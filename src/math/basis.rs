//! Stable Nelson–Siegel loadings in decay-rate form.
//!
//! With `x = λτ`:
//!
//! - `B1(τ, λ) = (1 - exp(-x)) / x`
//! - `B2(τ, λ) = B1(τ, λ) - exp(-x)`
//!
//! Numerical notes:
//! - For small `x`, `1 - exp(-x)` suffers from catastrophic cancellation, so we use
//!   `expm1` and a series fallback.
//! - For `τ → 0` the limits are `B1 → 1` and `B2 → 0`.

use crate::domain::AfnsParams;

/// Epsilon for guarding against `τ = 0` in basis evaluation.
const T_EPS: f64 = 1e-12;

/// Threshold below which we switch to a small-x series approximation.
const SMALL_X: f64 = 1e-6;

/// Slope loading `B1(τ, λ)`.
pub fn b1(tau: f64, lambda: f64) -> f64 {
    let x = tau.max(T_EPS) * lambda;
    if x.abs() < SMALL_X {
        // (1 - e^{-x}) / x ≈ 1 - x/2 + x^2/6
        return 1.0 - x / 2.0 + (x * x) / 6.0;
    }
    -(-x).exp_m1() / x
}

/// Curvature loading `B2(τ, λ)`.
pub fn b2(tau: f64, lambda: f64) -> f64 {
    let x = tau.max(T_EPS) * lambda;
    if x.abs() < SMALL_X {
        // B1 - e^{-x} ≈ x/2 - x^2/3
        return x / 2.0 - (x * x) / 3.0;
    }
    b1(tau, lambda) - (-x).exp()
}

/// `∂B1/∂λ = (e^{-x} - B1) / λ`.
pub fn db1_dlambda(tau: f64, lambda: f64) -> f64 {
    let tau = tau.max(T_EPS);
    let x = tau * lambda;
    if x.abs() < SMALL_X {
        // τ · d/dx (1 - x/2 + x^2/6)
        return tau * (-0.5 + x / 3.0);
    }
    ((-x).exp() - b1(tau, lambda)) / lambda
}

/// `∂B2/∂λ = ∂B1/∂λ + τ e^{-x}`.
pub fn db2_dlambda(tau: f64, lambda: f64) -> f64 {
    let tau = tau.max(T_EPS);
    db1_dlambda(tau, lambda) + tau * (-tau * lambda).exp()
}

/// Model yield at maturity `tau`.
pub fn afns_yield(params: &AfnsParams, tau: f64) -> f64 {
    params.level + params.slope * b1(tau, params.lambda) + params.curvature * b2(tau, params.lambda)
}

PROBLEM REQUIREMENTS ▸
Extract every line of the records above that contains the word "return".

RESPONSE ▸
        return 1.0 - x / 2.0 + (x * x) / 6.0;
        return x / 2.0 - (x * x) / 3.0;
        return tau * (-0.5 + x / 3.0);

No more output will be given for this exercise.